At the Toledo Museum of Art, SANAA builds the Glass Pavilion as a field of curved low-iron panels where collection, walls, climate skin and the city's founding industry are one material.

"Each room is wrapped with a curved line drawn by a single stroke of brush," Ryue Nishizawa says. This image is exact and not decorative. The plan of the Glass Pavilion is a field of curved glass enclosures within a continuous outer envelope — galleries, workshops, courtyards, public rooms and service areas arranged so that circulation occurs through adjacency rather than through corridors. The boundaries between spaces are glass, so every move through the building produces a series of partially overlapping views: gallery to courtyard, courtyard to hot shop, hot shop to corridor. The building is never simply transparent — depending on angle, daylight, and the number of glass layers in the sightline, walls alternate between reflection, transmission, and partial opacity.

The principal material is large curved low-iron laminated glass panels used for both exterior and interior walls. Translucent structural silicone at vertical seams — no exposed mullions — preserves the ribbon. The glass is seated in recessed floor tracks, restrained at the ceiling, so walls appear as membranes rather than load-bearing divisions. Above, a thin steel roof spans the plan on slender round steel columns displaced from any dominant visual order; the roof does not bear on the glass. Three internal courtyards cut into the building volume to bring daylight deep into the plan and prevent the interior from becoming a sealed transparent box.

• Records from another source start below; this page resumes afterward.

use bytes::{Buf, BufMut, BytesMut};

use crate::error::{MessageError, Result};
use crate::message::Message;

/// Operation header: size (2) + id (2) + type (1) + result (1) + pad (2) = 8 bytes.
pub const HEADER_SIZE: usize = 8;

/// Type bit marking a response.
pub const RESPONSE_FLAG: u8 = 0x80;

/// Largest operation the 16-bit size field can describe.
pub const MAX_MESSAGE_SIZE: usize = u16::MAX as usize;

/// Largest payload a single operation can carry.
pub const MAX_PAYLOAD_SIZE: usize = MAX_MESSAGE_SIZE - HEADER_SIZE;

/// Decoded operation header.
#[derive(Debug, Clone, Copy, PartialEq, Eq)]
pub struct MessageHeader {
    /// Total size, header included.
    pub size: u16,
    pub operation_id: u16,
    pub op_type: u8,
    pub result: u8,
    /// Pad bytes. Socket links carry the cport id here; zero otherwise.
    pub pad: u16,
}

impl MessageHeader {
    /// Parse a header from the first [`HEADER_SIZE`] bytes of `src`.
    ///
    /// Returns `Ok(None)` when fewer than [`HEADER_SIZE`] bytes are available.
    pub fn parse(src: &[u8]) -> Result<Option<Self>> {
        if src.len() < HEADER_SIZE {
            return Ok(None);
        }

        let mut buf = &src[..HEADER_SIZE];
        let header = Self {
            size: buf.get_u16_le(),
            operation_id: buf.get_u16_le(),
            op_type: buf.get_u8(),
            result: buf.get_u8(),
            pad: buf.get_u16_le(),
        };

        if (header.size as usize) < HEADER_SIZE {
            return Err(MessageError::InvalidSize {
                declared: header.size as usize,
                min: HEADER_SIZE,
            });
        }

        Ok(Some(header))
    }

    /// Append the wire form of this header to `dst`.
    pub fn write(&self, dst: &mut BytesMut) {
        dst.put_u16_le(self.size);
        dst.put_u16_le(self.operation_id);
        dst.put_u8(self.op_type);
        dst.put_u8(self.result);
        dst.put_u16_le(self.pad);
    }

    pub fn payload_len(&self) -> usize {
        self.size as usize - HEADER_SIZE
    }
}

/// A message tagged with the cport it travels on.
#[derive(Debug, PartialEq, Eq)]
pub struct CportMessage {
    pub cport: u16,
    pub message: Message,
}

impl CportMessage {
    pub fn new(cport: u16, message: Message) -> Self {
        Self { cport, message }
    }
}

/// Encode a message for a byte-stream link.
///
/// Wire format:
/// ```text
/// ┌───────────┬───────────┬──────┬────────┬───────────┬──────────────┐
/// │ Size      │ Op id     │ Type │ Result │ CPort     │ Payload      │
/// │ (2B LE)   │ (2B LE)   │ (1B) │ (1B)   │ (2B LE)   │ (Size - 8 B) │
/// └───────────┴───────────┴──────┴────────┴───────────┴──────────────┘
/// ```
pub fn encode_message(cport: u16, message: &Message, dst: &mut BytesMut) {
    let mut header = message.header();
    header.pad = cport;

    dst.reserve(message.size());
    header.write(dst);
    dst.put_slice(message.payload());
}

/// Decode a message from a byte-stream buffer.
///
/// Returns `Ok(None)` if the buffer doesn't contain a complete message yet.
/// On success, consumes the message bytes from the buffer.
pub fn decode_message(src: &mut BytesMut, max_message_size: usize) -> Result<Option<CportMessage>> {
    let header = match MessageHeader::parse(src)? {
        Some(header) => header,
        None => return Ok(None),
    };

    let size = header.size as usize;
    if size > max_message_size {
        return Err(MessageError::PayloadTooLarge {
            size: header.payload_len(),
            max: max_message_size.saturating_sub(HEADER_SIZE),
        });
    }

    if src.len() < size {
        return Ok(None);
    }

    src.advance(HEADER_SIZE);
    let payload = src.split_to(size - HEADER_SIZE).to_vec();

    Ok(Some(CportMessage {
        cport: header.pad,
        message: Message::from_wire(&header, payload),
    }))
}

#[cfg(test)]
mod tests {
    use super::*;
    use crate::result::OperationResult;

    fn sample(payload: &[u8]) -> Message {
        Message::with_payload(0x05, 42, OperationResult::Success, payload).unwrap()
    }

    #[test]
    fn test_encode_decode_roundtrip() {
        let mut buf = BytesMut::new();
        let msg = sample(b"greybus");

        encode_message(3, &msg, &mut buf);
        assert_eq!(buf.len(), HEADER_SIZE + 7);

        let decoded = decode_message(&mut buf, MAX_MESSAGE_SIZE).unwrap().unwrap();
        assert_eq!(decoded.cport, 3);
        assert_eq!(decoded.message, msg);
        assert!(buf.is_empty());
    }

    #[test]
    fn test_header_layout_is_little_endian() {
        let mut buf = BytesMut::new();
        let msg = Message::with_payload(0x82, 0x1234, OperationResult::Invalid, &[0xaa]).unwrap();
        encode_message(0x0102, &msg, &mut buf);

        assert_eq!(
            &buf[..],
            &[0x09, 0x00, 0x34, 0x12, 0x82, 0x06, 0x02, 0x01, 0xaa]
        );
    }

    #[test]
    fn test_decode_incomplete_header() {
        let mut buf = BytesMut::from(&[0x08, 0x00, 0x01][..]);
        assert!(decode_message(&mut buf, MAX_MESSAGE_SIZE).unwrap().is_none());
        assert_eq!(buf.len(), 3);
    }

    #[test]
    fn test_decode_incomplete_payload() {
        let mut buf = BytesMut::new();
        encode_message(1, &sample(b"hello"), &mut buf);
        buf.truncate(HEADER_SIZE + 2);

        assert!(decode_message(&mut buf, MAX_MESSAGE_SIZE).unwrap().is_none());
    }

    #[test]
    fn test_decode_size_below_header() {
        let mut buf = BytesMut::from(&[0x04, 0x00, 0x00, 0x00, 0x01, 0x00, 0x00, 0x00][..]);
        let result = decode_message(&mut buf, MAX_MESSAGE_SIZE);
        assert!(matches!(
            result,
            Err(MessageError::InvalidSize { declared: 4, min: HEADER_SIZE })
        ));
    }

    #[test]
    fn test_decode_message_too_large() {
        let mut buf = BytesMut::new();
        encode_message(1, &sample(&[0u8; 64]), &mut buf);

        let result = decode_message(&mut buf, 32);
        assert!(matches!(result, Err(MessageError::PayloadTooLarge { size: 64, max: 24 })));
    }

    #[test]
    fn test_multiple_messages() {
        let mut buf = BytesMut::new();
        encode_message(1, &sample(b"first"), &mut buf);
        encode_message(2, &sample(b"second"), &mut buf);

        let m1 = decode_message(&mut buf, MAX_MESSAGE_SIZE).unwrap().unwrap();
        let m2 = decode_message(&mut buf, MAX_MESSAGE_SIZE).unwrap().unwrap();

        assert_eq!(m1.cport, 1);
        assert_eq!(m1.message.payload(), b"first");
        assert_eq!(m2.cport, 2);
        assert_eq!(m2.message.payload(), b"second");
        assert!(buf.is_empty());
    }

    #[test]
    fn test_empty_payload() {
        let mut buf = BytesMut::new();
        let msg = Message::allocate(0, 0x00, 7, OperationResult::Success).unwrap();
        encode_message(0, &msg, &mut buf);

        let decoded = decode_message(&mut buf, MAX_MESSAGE_SIZE).unwrap().unwrap();
        assert_eq!(decoded.message.payload_len(), 0);
        assert_eq!(decoded.message.size(), HEADER_SIZE);
    }
}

The programmatic core of the building is the adjacency between the glass collection galleries and the hot shops — glassmaking furnaces and worktables where visitors can observe production. Fragile vessels sit metres from working furnaces. The museum traditionally separates finished objects from the conditions of their making; the Glass Pavilion refuses this convention explicitly, and the refusal is architectural rather than purely curatorial.

The double-glass envelope is wide enough to occupy — the buffer cavity doubles as maintenance circulation. Radiant heating and cooling are embedded in floor and ceiling assemblies, and heat recovered from the glassmaking areas is redirected through the building: the climate response is programmatic, not bolted-on. Reflective Verosol curtains in the cavity modulate glare, solar gain and UV exposure. Acoustic plaster ceilings temper reverberation from the hard surfaces. Trevor Patt's photographs document the Pavilion at the hours when the optical conditions are most complex — winter light through curved glass through curved glass, ice sculptures in vitrines, the buffer corridor's doubled reflections, the courtyard seen through multiple overlapping layers.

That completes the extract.